*What to produce*: Only the lines of the data below from the one with "filename tests/integration_tests.rs" through the one with "- Pause and resume" are wanted. Repeat them exactly.

*Data excerpts*:
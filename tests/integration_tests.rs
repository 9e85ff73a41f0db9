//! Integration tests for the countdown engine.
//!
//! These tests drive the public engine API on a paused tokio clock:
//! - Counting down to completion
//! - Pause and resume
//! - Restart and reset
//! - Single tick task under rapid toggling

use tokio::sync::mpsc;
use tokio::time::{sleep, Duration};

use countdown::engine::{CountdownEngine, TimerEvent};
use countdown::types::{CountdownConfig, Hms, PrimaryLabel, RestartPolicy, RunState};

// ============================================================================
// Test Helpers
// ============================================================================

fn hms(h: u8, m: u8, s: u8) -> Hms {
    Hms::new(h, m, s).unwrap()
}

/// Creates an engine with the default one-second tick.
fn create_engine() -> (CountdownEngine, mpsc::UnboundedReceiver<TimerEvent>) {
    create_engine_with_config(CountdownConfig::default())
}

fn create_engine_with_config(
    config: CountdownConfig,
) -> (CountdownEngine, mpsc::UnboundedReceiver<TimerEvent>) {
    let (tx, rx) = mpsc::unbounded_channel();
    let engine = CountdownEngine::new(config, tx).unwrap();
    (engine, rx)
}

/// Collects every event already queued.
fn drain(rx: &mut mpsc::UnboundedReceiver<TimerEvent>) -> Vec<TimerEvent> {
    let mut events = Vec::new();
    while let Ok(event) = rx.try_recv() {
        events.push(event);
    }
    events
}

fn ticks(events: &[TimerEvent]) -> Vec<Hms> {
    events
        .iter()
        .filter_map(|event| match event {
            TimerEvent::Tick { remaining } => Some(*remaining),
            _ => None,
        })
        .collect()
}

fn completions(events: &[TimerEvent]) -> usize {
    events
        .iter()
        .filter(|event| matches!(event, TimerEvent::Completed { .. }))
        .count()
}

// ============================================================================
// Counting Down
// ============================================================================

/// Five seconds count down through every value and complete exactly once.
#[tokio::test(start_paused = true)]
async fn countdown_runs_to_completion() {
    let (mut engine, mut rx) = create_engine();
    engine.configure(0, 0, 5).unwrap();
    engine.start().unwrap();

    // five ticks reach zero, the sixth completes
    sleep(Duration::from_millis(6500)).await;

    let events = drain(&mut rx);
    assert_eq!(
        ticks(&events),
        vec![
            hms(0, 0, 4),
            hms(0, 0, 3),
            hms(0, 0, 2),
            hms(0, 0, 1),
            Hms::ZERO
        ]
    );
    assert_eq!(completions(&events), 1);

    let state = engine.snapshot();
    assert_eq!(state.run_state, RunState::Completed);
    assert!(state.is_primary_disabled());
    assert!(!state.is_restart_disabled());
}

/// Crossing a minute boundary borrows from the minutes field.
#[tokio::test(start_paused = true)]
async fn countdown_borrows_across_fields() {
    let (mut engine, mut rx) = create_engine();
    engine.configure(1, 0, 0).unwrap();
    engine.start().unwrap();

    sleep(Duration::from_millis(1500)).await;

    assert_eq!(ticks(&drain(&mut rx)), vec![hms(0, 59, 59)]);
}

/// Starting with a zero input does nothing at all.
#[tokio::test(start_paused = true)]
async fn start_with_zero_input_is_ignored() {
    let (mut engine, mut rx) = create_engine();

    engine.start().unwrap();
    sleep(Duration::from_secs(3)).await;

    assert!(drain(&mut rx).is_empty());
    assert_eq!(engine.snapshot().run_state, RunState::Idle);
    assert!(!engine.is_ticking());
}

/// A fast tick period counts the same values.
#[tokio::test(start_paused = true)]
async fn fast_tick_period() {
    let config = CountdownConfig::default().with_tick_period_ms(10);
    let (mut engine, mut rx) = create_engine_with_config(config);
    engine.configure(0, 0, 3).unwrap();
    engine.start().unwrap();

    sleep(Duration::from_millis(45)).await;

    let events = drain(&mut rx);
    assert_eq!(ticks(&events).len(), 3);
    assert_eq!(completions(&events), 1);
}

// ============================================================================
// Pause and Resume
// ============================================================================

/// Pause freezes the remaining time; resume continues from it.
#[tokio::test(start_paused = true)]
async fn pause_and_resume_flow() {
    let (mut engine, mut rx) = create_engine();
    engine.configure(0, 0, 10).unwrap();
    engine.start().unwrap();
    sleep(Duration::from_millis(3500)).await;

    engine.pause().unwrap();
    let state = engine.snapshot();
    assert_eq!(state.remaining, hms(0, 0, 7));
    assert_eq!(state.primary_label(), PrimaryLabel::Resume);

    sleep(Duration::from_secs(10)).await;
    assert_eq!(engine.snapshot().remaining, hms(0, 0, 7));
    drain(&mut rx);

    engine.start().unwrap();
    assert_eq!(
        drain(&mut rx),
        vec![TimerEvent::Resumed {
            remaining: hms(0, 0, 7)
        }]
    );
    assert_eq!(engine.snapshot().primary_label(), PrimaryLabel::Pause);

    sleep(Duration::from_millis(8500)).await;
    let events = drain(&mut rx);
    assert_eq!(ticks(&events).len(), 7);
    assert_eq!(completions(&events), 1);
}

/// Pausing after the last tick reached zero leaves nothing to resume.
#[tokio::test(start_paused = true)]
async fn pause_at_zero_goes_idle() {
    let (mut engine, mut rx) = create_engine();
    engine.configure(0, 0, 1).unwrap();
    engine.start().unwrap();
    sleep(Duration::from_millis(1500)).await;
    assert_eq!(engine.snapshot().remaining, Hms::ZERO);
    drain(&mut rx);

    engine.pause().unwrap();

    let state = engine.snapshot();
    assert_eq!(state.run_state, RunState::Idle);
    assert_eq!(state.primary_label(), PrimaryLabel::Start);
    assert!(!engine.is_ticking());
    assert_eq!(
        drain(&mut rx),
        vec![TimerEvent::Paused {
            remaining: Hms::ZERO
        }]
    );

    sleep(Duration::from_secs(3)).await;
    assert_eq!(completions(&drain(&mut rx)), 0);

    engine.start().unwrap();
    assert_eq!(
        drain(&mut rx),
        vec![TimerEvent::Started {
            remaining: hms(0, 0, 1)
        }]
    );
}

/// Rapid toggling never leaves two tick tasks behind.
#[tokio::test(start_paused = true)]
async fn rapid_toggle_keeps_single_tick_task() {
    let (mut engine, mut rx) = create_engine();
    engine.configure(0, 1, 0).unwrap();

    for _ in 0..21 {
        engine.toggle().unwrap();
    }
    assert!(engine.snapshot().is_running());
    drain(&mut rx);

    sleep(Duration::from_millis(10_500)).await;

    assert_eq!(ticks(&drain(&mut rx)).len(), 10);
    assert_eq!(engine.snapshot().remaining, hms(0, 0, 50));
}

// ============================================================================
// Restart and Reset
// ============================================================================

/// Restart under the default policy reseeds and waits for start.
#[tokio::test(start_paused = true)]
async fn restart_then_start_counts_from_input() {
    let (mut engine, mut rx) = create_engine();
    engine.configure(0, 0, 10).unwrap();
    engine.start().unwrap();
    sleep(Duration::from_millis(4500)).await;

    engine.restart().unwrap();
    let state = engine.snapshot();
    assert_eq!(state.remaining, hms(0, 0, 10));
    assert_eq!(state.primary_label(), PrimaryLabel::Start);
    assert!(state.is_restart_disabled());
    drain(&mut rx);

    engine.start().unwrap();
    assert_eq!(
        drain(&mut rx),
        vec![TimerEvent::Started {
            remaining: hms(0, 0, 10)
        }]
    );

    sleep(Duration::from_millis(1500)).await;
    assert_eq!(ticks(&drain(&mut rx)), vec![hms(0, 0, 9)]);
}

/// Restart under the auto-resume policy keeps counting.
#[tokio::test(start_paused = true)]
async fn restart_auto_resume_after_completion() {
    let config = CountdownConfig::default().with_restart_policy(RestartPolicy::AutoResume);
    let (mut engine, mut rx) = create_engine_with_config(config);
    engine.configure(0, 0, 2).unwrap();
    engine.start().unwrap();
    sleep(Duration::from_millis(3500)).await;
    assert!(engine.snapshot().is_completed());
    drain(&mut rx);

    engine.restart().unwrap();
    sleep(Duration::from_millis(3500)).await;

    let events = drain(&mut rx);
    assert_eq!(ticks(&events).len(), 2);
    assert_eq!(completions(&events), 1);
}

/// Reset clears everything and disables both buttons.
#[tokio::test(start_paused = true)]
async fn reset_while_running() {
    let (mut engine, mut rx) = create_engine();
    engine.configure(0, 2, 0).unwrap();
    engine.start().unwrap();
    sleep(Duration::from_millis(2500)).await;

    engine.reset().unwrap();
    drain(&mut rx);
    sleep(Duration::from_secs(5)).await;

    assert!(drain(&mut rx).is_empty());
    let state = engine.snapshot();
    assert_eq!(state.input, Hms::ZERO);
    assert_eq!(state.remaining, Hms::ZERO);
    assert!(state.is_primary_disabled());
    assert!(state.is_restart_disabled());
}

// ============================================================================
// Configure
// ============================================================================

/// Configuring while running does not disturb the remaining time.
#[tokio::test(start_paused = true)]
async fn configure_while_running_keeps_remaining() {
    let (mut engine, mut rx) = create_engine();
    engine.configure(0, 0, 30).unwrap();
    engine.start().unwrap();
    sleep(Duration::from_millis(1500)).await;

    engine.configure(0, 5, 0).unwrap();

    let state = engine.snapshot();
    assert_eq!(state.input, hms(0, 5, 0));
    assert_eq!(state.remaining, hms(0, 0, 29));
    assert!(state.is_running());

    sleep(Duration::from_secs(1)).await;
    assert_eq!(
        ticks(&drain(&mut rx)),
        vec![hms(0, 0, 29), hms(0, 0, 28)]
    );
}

==

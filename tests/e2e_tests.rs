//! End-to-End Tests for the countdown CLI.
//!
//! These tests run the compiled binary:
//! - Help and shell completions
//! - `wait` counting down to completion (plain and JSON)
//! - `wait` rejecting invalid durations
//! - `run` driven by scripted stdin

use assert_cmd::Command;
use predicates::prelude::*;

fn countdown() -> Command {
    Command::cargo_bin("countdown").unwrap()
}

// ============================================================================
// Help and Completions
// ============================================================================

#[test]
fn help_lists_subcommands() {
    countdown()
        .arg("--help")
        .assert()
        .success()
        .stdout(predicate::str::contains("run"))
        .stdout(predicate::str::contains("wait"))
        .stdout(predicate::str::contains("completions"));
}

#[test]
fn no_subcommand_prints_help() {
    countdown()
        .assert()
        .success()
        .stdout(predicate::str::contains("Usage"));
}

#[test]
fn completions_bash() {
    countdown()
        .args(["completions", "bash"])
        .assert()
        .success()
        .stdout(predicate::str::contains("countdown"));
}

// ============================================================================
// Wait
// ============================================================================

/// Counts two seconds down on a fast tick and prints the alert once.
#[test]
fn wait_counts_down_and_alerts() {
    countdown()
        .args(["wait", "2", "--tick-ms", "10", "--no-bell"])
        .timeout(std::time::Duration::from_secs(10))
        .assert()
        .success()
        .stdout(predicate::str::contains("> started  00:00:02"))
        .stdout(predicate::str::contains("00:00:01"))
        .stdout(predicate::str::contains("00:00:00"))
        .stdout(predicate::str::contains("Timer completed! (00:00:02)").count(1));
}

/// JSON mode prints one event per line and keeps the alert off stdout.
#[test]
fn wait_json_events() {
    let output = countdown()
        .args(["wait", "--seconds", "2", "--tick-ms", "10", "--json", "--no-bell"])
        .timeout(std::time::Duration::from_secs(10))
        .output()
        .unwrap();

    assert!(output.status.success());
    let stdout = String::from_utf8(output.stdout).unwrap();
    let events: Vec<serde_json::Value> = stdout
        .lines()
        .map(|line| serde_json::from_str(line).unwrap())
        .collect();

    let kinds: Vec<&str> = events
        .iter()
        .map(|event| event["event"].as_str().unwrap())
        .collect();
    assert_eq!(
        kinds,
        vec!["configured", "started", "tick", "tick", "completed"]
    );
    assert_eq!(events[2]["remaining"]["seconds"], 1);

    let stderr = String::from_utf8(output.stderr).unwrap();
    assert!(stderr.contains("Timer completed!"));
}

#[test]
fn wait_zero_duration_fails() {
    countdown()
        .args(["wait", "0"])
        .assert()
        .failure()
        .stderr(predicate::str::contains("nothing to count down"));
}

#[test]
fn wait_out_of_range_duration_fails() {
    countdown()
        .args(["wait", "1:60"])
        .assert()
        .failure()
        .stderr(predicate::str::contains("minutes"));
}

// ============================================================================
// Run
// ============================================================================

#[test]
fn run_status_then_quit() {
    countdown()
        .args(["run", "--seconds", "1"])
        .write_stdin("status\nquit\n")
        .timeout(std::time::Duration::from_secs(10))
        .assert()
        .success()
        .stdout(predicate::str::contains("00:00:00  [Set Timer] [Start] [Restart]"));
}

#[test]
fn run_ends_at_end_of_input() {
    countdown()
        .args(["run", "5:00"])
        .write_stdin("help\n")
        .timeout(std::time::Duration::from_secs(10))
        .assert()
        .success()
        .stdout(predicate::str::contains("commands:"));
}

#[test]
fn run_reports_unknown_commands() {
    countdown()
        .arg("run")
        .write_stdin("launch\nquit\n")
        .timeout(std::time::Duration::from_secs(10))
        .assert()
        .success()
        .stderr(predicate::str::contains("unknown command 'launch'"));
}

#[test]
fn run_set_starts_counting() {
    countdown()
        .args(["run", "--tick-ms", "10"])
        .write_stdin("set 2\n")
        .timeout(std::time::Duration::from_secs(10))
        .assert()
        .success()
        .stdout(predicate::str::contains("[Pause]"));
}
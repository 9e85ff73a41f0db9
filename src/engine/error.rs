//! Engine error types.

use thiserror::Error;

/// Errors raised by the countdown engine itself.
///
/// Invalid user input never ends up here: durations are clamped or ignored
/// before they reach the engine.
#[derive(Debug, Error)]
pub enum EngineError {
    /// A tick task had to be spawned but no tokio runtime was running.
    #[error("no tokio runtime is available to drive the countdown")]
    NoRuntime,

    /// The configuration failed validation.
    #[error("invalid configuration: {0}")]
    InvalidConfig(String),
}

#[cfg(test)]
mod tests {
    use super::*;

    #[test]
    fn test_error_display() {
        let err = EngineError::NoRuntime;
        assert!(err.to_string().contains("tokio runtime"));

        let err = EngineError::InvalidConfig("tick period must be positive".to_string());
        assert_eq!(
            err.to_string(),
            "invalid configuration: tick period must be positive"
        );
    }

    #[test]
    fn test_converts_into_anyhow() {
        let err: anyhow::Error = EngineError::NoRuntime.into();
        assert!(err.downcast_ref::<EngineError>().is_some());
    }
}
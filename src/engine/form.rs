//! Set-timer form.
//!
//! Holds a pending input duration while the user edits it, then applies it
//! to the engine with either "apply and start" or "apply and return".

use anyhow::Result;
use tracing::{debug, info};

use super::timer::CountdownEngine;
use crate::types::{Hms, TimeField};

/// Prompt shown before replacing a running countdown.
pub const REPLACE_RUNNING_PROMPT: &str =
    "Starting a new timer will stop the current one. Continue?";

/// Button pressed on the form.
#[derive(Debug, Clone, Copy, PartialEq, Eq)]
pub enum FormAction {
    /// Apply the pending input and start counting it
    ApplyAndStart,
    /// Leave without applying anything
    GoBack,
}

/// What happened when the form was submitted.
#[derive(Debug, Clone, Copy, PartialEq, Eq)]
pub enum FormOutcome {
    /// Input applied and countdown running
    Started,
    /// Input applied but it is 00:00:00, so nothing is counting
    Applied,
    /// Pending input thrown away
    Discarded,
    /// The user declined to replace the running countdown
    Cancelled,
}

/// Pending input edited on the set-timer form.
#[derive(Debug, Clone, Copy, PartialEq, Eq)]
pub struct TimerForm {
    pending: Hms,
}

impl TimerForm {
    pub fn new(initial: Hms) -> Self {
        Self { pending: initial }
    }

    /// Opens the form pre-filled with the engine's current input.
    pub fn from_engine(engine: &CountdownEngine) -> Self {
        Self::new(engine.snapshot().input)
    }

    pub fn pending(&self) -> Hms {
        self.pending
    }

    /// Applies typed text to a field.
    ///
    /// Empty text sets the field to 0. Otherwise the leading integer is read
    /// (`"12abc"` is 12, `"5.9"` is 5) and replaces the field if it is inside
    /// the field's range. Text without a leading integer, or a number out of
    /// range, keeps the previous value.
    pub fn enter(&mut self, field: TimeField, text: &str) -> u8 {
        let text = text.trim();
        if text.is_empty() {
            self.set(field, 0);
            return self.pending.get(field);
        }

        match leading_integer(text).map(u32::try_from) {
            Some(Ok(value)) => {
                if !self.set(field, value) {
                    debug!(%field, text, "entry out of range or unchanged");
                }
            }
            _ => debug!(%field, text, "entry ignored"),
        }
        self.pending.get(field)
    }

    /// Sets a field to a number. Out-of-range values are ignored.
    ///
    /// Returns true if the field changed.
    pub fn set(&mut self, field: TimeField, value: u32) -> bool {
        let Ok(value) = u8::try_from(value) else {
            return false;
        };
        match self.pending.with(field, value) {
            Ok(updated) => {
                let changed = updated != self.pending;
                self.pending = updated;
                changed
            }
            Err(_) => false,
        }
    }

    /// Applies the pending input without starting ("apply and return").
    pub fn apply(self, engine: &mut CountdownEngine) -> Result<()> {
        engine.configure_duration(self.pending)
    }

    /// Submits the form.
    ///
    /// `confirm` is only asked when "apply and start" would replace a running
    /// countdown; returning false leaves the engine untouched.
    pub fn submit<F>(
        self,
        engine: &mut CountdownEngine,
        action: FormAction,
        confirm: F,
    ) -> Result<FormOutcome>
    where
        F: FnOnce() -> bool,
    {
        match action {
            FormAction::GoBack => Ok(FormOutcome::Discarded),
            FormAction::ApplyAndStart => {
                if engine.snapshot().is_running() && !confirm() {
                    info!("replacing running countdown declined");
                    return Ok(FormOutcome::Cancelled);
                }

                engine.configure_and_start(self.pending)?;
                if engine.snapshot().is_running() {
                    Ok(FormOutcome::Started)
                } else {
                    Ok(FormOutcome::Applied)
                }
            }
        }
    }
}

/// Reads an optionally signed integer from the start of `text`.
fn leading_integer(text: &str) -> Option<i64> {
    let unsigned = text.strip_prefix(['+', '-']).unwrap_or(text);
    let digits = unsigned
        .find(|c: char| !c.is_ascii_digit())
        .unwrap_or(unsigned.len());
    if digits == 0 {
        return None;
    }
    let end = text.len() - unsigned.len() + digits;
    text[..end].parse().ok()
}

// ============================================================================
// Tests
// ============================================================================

* * *

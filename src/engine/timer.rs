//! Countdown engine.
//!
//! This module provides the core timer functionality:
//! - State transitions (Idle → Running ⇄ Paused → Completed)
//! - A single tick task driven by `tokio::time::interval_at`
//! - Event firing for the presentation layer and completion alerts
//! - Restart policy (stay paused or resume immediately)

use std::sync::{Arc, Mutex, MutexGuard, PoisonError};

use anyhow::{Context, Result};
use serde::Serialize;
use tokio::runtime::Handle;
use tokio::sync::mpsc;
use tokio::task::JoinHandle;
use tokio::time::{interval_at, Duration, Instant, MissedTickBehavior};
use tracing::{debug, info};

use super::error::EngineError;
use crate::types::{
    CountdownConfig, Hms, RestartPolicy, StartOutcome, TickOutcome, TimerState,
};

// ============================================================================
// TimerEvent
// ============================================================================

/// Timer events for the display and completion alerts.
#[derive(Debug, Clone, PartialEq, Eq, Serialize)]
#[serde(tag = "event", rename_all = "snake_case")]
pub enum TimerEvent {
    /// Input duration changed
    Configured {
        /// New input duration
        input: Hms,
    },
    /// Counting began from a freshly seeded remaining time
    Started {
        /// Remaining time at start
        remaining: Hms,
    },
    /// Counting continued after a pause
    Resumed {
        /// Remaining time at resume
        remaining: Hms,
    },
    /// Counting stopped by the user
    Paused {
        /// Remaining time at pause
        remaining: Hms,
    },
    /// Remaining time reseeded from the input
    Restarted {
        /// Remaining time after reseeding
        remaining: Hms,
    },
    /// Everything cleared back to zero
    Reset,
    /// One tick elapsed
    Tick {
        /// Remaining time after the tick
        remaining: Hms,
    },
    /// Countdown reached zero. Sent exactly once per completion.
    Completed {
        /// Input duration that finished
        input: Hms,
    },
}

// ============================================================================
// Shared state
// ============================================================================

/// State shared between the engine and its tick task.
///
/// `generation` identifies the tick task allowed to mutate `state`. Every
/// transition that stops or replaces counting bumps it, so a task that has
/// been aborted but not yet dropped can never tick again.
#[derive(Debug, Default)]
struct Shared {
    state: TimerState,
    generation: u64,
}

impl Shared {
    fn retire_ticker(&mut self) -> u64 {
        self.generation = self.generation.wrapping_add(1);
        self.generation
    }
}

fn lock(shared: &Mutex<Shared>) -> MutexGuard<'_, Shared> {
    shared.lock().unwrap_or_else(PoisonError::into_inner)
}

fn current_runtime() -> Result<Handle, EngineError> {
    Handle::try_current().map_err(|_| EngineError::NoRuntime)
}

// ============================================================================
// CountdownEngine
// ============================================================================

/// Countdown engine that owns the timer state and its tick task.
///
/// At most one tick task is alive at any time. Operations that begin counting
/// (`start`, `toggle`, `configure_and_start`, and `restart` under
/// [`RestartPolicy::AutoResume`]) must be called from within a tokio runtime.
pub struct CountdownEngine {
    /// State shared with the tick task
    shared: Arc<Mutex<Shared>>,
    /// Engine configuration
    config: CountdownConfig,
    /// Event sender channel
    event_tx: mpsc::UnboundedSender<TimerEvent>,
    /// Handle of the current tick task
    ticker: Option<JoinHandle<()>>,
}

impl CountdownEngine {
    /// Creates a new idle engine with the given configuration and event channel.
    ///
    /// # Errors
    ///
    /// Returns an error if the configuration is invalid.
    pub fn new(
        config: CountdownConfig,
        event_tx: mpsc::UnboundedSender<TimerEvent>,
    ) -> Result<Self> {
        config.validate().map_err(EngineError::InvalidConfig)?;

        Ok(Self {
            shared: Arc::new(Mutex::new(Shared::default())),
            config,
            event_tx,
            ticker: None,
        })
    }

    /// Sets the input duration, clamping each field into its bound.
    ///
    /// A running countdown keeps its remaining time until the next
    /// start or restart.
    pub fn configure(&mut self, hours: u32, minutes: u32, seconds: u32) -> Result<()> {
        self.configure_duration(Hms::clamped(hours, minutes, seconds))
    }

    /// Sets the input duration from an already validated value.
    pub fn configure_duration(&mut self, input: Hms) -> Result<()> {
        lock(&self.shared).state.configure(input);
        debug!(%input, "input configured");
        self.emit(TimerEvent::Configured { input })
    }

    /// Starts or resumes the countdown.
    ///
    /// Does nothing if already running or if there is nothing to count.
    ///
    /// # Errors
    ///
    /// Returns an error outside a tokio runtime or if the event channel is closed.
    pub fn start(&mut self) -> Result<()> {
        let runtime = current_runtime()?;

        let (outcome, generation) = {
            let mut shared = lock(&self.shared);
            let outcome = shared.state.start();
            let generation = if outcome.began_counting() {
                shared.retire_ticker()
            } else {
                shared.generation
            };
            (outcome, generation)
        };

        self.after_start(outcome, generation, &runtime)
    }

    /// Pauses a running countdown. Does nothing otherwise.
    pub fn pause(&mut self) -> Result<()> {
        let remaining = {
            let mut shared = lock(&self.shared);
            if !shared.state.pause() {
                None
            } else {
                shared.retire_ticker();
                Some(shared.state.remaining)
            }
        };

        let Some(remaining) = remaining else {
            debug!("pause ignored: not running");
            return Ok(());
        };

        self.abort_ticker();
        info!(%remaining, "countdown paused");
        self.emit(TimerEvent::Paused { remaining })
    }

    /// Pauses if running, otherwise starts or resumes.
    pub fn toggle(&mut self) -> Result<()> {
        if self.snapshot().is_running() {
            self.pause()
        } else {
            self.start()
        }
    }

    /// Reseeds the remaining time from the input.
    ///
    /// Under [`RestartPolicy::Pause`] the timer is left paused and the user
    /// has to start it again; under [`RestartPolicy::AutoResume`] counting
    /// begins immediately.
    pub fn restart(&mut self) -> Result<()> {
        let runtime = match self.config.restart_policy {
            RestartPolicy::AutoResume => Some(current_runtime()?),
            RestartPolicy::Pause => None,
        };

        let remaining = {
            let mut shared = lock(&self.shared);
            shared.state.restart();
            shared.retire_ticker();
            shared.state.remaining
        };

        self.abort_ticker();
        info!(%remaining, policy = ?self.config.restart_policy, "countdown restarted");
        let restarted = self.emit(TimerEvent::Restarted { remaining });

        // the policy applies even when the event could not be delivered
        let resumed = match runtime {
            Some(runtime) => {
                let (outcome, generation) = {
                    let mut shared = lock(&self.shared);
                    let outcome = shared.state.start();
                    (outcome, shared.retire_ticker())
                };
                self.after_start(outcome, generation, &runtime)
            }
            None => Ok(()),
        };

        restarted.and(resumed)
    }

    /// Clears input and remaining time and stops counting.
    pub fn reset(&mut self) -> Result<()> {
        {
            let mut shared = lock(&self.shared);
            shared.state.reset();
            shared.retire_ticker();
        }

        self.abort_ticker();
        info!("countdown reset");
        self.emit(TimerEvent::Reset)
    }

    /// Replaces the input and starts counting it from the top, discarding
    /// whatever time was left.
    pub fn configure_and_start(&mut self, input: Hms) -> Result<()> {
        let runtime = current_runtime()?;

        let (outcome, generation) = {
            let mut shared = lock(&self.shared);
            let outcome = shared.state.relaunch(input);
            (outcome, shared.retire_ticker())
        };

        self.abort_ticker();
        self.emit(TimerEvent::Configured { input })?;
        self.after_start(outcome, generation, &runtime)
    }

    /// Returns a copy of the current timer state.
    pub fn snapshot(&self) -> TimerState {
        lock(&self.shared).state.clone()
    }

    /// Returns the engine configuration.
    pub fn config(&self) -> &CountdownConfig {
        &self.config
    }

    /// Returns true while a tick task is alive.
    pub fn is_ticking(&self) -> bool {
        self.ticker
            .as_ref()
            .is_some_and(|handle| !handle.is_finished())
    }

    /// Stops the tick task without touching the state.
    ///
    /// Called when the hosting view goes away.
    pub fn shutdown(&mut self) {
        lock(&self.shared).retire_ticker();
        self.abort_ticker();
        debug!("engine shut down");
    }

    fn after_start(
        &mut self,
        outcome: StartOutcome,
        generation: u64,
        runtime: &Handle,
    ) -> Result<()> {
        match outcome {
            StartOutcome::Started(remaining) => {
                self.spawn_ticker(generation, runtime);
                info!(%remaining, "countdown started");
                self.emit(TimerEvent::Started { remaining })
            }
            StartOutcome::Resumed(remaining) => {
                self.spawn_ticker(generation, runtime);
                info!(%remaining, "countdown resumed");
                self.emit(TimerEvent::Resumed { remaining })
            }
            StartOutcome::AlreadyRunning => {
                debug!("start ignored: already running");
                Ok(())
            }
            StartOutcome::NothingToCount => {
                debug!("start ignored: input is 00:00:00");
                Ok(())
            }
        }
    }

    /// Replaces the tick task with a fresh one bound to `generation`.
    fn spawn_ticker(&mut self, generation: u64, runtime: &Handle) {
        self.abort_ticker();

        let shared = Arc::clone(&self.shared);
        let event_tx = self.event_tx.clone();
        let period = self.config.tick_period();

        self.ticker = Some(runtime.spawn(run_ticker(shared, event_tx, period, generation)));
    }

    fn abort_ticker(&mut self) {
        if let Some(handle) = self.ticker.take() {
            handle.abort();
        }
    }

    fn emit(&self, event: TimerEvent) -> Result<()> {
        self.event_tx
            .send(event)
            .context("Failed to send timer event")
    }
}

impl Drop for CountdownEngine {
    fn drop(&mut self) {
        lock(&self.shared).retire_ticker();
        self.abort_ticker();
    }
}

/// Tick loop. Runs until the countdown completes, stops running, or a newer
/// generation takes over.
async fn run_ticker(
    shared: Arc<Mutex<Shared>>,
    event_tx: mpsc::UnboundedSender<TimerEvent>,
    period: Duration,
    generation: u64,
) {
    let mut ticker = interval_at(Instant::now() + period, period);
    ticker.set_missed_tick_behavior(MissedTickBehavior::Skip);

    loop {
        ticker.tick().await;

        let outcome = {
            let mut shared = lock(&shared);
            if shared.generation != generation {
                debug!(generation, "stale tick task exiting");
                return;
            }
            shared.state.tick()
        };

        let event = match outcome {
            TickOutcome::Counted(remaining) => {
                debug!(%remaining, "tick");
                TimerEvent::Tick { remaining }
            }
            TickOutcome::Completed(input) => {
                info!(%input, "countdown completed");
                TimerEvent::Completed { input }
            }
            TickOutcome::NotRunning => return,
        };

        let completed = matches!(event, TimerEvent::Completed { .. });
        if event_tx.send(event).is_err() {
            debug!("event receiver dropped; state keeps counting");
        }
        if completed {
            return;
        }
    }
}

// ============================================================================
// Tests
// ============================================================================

*Completed exercise*:
filename tests/integration_tests.rs
repository 9e85ff73a41f0db9
//! Integration tests for the countdown engine.
//!
//! These tests drive the public engine API on a paused tokio clock:
//! - Counting down to completion
//! - Pause and resume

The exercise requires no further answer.